Q & A with JP Morgan


In an effort to provide current insight to the latest trends in the capital markets, we're fortunate to have Derek Layne of JP Morgan Mortgage Capital participating in a Q & A session with Peter Slaugh. Located in Los Angeles, Mr. Layne is on the production team covering the West Coast, Nevada, Utah, Arizona, Idaho and Montana.

Q: What types of trends are you seeing in the capital markets these days?

A: US Treasuries are in a wait and see mode currently, as are stocks. With the War on Terror finding success, the treasury market rebounded from its recent dip into the low 4% range to stabilize in a more normalized 5% range. So long as the economy continues to show signs of some improvement and there are not other world events that would cause uncertainty, I think we are in a fairly decent trading range of between 4.75% and 5% for the 10-Year UST. Of course this could change tomorrow.

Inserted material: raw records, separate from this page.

//! Self-driving price-alert scheduler (§4.9). A single long-running loop
//! per process; lifecycle is idempotent (`start_monitor` twice returns
//! "already running") and cancellation is cooperative via an `AtomicBool`
//! polled between ticks (§5 "Cancellation").

use crate::alerts::AlertStore;
use crate::history::NotificationHistory;
use rpc_core::client::RpcClient;
use serde_json::{json, Value};
use shared_models::alert::Alert;
use shared_models::severity::Severity;
use std::collections::{HashMap, VecDeque};
use std::sync::atomic::{AtomicBool, AtomicU64, Ordering};
use std::sync::{Arc, Mutex};
use std::time::Duration;
use tracing::{error, warn};

pub const DEFAULT_INTERVAL_SECS: u64 = 60;
pub const MIN_INTERVAL_SECS: u64 = 10;
const MONITOR_LOG_CAP: usize = 50;

pub struct AlertMonitor {
    alerts: Arc<AlertStore>,
    history: Arc<NotificationHistory>,
    market: Arc<RpcClient>,
    running: AtomicBool,
    interval_secs: AtomicU64,
    log: Mutex<VecDeque<Value>>,
}

impl AlertMonitor {
    pub fn new(alerts: Arc<AlertStore>, history: Arc<NotificationHistory>, market: Arc<RpcClient>) -> Self {
        Self {
            alerts,
            history,
            market,
            running: AtomicBool::new(false),
            interval_secs: AtomicU64::new(DEFAULT_INTERVAL_SECS),
            log: Mutex::new(VecDeque::with_capacity(MONITOR_LOG_CAP)),
        }
    }

    pub fn is_running(&self) -> bool {
        self.running.load(Ordering::SeqCst)
    }

    pub fn interval(&self) -> u64 {
        self.interval_secs.load(Ordering::SeqCst)
    }

    fn push_log(&self, event: Value) {
        let mut log = self.log.lock().expect("monitor log poisoned");
        if log.len() == MONITOR_LOG_CAP {
            log.pop_front();
        }
        log.push_back(event);
    }

    pub fn recent_log(&self) -> Vec<Value> {
        self.log.lock().expect("monitor log poisoned").iter().cloned().collect()
    }

    /// Starts the loop if not already running. Idempotent (§4.9).
    pub fn start(self: &Arc<Self>, interval_secs: Option<u64>) -> &'static str {
        if self.running.swap(true, Ordering::SeqCst) {
            return "already running";
        }
        let interval = interval_secs.unwrap_or(DEFAULT_INTERVAL_SECS).max(MIN_INTERVAL_SECS);
        self.interval_secs.store(interval, Ordering::SeqCst);

        let monitor = self.clone();
        tokio::spawn(async move {
            loop {
                if !monitor.running.load(Ordering::SeqCst) {
                    break;
                }
                if let Err(e) = monitor.tick().await {
                    error!(error = %e, "alert monitor tick failed");
                    monitor.push_log(json!({
                        "event": "error",
                        "timestamp": shared_models::time::now_iso(),
                        "detail": e,
                    }));
                }
                tokio::time::sleep(Duration::from_secs(monitor.interval())).await;
            }
        });
        "started"
    }

    pub fn stop(&self) -> &'static str {
        if self.running.swap(false, Ordering::SeqCst) {
            "stopped"
        } else {
            "not running"
        }
    }

    /// Single synchronous scan (§4.9 steps 1-6), also used directly by
    /// `check_alerts_now` outside the loop's cadence.
    pub async fn tick(&self) -> Result<usize, String> {
        let active = self.alerts.active_alerts();
        if active.is_empty() {
            self.push_log(json!({ "event": "check", "timestamp": shared_models::time::now_iso(), "active": 0 }));
            return Ok(0);
        }

        let mut symbols: Vec<&str> = active.iter().map(|a| a.symbol.as_str()).collect();
        symbols.sort();
        symbols.dedup();

        let mut quotes: HashMap<String, f64> = HashMap::new();
        for symbol in symbols {
            match self.market.call_tool("get_live_price", json!({ "symbol": symbol })).await {
                Ok(result) => {
                    if let Some(price) = result.get("price").and_then(Value::as_f64) {
                        quotes.insert(symbol.to_string(), price);
                    } else {
                        warn!(symbol, "quote fetch returned no price");
                    }
                }
                Err(e) => warn!(symbol, error = %e, "quote fetch failed"),
            }
        }

        let mut fired_count = 0;
        let fired = self.alerts.apply_quotes(&quotes, |alert: &mut Alert, price| {
            let last_price = alert.last_price;
            let fires = alert.condition.fires(price, alert.threshold, last_price);
            if fires {
                alert.triggered = true;
                alert.triggered_at = Some(shared_models::time::now_iso());
                alert.triggered_price = Some(price);
                alert.trigger_count += 1;
            }
            alert.last_price = Some(price);
            alert.last_checked = Some(shared_models::time::now_iso());
            fires
        });

        for alert in &fired {
            fired_count += 1;
            let title = format!("Price alert: {}", alert.symbol);
            let message = format!(
                "{} {:?} {} (now {})",
                alert.symbol,
                alert.condition,
                alert.threshold,
                alert.triggered_price.unwrap_or_default()
            );
            let _ = crate::fanout::send_alert(&self.history, &title, &message, Severity::Critical).await;
            self.push_log(json!({
                "event": "triggered",
                "timestamp": shared_models::time::now_iso(),
                "alert_id": alert.alert_id,
                "symbol": alert.symbol,
            }));
        }

        self.push_log(json!({
            "event": "check",
            "timestamp": shared_models::time::now_iso(),
            "active": quotes.len(),
            "fired": fired_count,
        }));
        Ok(fired_count)
    }
}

Q: How are spreads reflecting the current economic outlook?

A: We feel that CMBS spreads are very attractive compared to corporate bonds. There is a lot of issuance planned in the first quarter of 2002 and we will have to wait and see how all of that paper executes. After 9/11 CMBS showed signs of volatility, but it got back on track within a just a few weeks of that calamitous event. CMBS was actively bid on at securitization during the 4th quarter, driving spreads back down a few basis points; Swaps came in this way as well.

Q: From your perspective, what is the economic outlook for 2002?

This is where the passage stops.